Collected data entries
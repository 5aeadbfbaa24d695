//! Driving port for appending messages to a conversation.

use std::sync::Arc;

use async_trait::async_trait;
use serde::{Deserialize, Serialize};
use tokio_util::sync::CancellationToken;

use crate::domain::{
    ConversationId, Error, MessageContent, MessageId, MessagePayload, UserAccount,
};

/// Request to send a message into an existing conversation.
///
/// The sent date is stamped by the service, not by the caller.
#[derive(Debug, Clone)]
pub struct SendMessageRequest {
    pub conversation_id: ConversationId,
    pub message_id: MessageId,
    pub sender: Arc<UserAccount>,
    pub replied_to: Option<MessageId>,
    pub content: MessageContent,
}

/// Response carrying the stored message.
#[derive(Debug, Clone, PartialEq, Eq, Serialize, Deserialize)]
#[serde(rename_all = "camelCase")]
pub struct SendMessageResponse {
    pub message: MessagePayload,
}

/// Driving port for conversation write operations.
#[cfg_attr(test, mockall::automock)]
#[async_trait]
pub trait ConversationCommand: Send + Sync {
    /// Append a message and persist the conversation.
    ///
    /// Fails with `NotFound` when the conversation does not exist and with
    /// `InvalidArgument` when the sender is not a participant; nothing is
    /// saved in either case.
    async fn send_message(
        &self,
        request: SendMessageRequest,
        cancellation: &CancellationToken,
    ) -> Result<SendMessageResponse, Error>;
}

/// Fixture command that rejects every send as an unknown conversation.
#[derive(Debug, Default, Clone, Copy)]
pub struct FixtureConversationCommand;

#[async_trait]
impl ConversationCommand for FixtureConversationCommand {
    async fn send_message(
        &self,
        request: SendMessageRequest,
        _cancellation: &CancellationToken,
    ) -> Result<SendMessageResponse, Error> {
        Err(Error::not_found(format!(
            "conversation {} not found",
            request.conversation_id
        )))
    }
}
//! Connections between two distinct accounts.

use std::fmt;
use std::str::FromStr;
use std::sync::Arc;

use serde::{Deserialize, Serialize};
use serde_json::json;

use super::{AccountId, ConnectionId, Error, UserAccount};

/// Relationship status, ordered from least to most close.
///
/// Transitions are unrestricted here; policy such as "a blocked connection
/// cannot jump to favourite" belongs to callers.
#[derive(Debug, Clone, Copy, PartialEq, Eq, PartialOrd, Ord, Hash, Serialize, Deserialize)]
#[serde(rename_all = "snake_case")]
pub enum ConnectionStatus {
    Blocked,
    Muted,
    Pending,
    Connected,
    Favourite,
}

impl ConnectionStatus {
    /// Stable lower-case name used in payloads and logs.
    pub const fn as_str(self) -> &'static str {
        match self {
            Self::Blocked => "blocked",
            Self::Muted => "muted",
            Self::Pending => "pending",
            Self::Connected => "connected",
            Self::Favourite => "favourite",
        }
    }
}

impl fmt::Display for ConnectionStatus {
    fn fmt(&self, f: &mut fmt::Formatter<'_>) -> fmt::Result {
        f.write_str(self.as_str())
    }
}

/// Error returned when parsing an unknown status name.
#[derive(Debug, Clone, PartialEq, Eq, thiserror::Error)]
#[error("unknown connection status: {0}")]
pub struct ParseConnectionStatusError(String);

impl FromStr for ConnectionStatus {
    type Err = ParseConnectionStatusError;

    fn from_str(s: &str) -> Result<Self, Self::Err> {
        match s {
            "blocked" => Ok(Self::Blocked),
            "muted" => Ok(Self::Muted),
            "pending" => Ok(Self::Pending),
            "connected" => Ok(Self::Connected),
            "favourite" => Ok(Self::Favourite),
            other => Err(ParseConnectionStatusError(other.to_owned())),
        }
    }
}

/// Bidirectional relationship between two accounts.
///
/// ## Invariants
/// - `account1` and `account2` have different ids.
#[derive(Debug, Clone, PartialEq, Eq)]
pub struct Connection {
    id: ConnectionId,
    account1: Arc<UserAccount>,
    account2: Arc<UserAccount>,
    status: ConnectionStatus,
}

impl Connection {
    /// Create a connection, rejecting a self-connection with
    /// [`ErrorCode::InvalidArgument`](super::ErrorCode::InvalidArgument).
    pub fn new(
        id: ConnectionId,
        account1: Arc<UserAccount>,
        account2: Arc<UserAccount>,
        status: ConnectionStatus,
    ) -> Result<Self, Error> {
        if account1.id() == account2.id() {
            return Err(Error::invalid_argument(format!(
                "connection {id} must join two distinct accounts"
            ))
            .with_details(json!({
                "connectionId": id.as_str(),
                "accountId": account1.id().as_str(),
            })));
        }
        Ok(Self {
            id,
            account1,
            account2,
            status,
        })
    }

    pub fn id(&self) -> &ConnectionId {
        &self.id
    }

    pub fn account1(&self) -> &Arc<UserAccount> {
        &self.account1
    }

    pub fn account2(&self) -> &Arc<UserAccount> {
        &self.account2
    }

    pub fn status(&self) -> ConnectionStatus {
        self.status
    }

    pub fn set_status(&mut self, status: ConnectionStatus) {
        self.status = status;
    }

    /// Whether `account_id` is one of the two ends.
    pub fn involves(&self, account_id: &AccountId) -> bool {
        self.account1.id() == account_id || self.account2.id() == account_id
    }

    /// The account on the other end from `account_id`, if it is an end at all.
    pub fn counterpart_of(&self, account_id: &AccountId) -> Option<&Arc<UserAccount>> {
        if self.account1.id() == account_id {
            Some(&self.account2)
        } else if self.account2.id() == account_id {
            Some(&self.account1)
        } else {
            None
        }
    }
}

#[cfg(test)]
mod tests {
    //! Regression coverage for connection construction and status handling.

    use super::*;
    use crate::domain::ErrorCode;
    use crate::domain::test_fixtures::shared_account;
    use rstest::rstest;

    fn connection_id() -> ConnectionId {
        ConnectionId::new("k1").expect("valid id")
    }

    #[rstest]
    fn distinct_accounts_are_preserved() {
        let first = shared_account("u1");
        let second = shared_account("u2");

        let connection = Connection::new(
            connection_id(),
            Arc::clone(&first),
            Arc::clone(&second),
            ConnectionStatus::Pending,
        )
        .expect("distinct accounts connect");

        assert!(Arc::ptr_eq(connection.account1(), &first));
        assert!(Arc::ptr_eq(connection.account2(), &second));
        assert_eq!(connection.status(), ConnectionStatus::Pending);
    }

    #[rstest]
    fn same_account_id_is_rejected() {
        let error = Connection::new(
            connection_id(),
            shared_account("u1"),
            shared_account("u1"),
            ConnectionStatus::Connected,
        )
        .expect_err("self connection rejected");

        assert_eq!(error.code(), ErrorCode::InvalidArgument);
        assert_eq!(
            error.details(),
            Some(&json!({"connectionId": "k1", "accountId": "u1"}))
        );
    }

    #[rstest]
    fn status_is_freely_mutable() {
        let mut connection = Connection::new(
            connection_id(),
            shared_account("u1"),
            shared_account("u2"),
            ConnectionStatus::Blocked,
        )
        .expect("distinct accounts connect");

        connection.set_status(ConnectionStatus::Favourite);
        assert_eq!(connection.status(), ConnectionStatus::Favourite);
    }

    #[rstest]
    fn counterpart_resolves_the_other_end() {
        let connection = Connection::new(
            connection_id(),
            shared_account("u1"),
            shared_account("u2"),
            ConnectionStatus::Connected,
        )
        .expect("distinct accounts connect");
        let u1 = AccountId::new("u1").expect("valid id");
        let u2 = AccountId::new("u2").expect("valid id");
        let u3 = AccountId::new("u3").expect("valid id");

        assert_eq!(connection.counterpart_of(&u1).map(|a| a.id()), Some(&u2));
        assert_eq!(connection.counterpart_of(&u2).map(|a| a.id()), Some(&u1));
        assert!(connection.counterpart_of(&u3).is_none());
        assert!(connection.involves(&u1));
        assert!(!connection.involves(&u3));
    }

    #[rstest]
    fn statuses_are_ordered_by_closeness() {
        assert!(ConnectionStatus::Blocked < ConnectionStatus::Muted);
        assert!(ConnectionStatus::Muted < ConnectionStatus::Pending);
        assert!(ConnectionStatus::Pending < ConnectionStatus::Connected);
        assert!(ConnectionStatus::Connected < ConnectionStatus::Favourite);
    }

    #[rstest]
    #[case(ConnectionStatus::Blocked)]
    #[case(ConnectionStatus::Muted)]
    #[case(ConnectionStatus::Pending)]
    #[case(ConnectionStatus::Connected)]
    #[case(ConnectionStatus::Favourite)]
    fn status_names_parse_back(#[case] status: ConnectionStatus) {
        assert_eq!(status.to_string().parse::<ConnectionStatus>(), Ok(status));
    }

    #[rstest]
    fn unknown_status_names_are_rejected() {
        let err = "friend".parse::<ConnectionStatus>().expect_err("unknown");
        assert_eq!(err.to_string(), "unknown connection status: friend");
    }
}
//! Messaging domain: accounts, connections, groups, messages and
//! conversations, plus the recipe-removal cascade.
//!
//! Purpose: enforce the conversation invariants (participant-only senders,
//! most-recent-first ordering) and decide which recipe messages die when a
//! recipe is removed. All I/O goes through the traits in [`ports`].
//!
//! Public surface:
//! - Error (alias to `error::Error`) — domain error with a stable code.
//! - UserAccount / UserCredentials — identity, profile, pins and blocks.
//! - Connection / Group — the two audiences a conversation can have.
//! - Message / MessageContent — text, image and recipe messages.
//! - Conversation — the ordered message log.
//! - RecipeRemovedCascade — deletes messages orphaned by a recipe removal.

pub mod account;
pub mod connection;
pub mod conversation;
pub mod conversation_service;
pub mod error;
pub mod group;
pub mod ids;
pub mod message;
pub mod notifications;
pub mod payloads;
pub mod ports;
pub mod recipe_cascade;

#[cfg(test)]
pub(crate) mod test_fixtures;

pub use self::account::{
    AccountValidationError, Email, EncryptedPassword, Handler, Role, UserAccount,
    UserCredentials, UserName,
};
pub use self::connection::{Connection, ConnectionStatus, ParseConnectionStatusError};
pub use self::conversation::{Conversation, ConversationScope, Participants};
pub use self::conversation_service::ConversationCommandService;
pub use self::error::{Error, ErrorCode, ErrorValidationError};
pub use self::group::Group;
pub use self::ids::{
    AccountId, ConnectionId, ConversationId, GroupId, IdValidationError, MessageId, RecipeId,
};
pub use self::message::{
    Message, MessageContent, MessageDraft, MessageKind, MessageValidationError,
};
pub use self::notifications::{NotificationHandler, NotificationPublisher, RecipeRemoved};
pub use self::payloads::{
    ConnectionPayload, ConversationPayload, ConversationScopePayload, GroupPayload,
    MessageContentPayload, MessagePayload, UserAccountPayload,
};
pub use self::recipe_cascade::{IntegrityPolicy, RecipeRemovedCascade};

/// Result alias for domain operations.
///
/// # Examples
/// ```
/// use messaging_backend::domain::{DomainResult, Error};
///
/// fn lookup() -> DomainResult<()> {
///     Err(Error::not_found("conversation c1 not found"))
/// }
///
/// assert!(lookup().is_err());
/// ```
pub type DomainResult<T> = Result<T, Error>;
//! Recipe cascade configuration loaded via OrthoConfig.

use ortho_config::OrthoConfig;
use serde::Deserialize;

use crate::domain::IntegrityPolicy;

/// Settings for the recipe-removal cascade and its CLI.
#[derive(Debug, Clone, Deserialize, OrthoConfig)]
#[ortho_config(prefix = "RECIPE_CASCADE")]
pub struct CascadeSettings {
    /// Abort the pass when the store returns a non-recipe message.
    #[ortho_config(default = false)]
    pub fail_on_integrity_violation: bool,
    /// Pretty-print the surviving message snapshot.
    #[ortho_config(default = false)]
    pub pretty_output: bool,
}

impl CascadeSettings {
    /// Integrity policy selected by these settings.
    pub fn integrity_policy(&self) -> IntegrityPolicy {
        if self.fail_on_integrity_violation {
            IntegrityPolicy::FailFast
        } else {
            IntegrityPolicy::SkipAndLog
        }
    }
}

Required action. Output each line exactly, from the first line of the data down to the line that contains "#[cfg_attr(test, mockall::automock)]", both included.

Solution to the problem.
repository 5aeadbfbaa24d695
//! Driving port for appending messages to a conversation.

use std::sync::Arc;

use async_trait::async_trait;
use serde::{Deserialize, Serialize};
use tokio_util::sync::CancellationToken;

use crate::domain::{
    ConversationId, Error, MessageContent, MessageId, MessagePayload, UserAccount,
};

/// Request to send a message into an existing conversation.
///
/// The sent date is stamped by the service, not by the caller.
#[derive(Debug, Clone)]
pub struct SendMessageRequest {
    pub conversation_id: ConversationId,
    pub message_id: MessageId,
    pub sender: Arc<UserAccount>,
    pub replied_to: Option<MessageId>,
    pub content: MessageContent,
}

/// Response carrying the stored message.
#[derive(Debug, Clone, PartialEq, Eq, Serialize, Deserialize)]
#[serde(rename_all = "camelCase")]
pub struct SendMessageResponse {
    pub message: MessagePayload,
}

/// Driving port for conversation write operations.
#[cfg_attr(test, mockall::automock)]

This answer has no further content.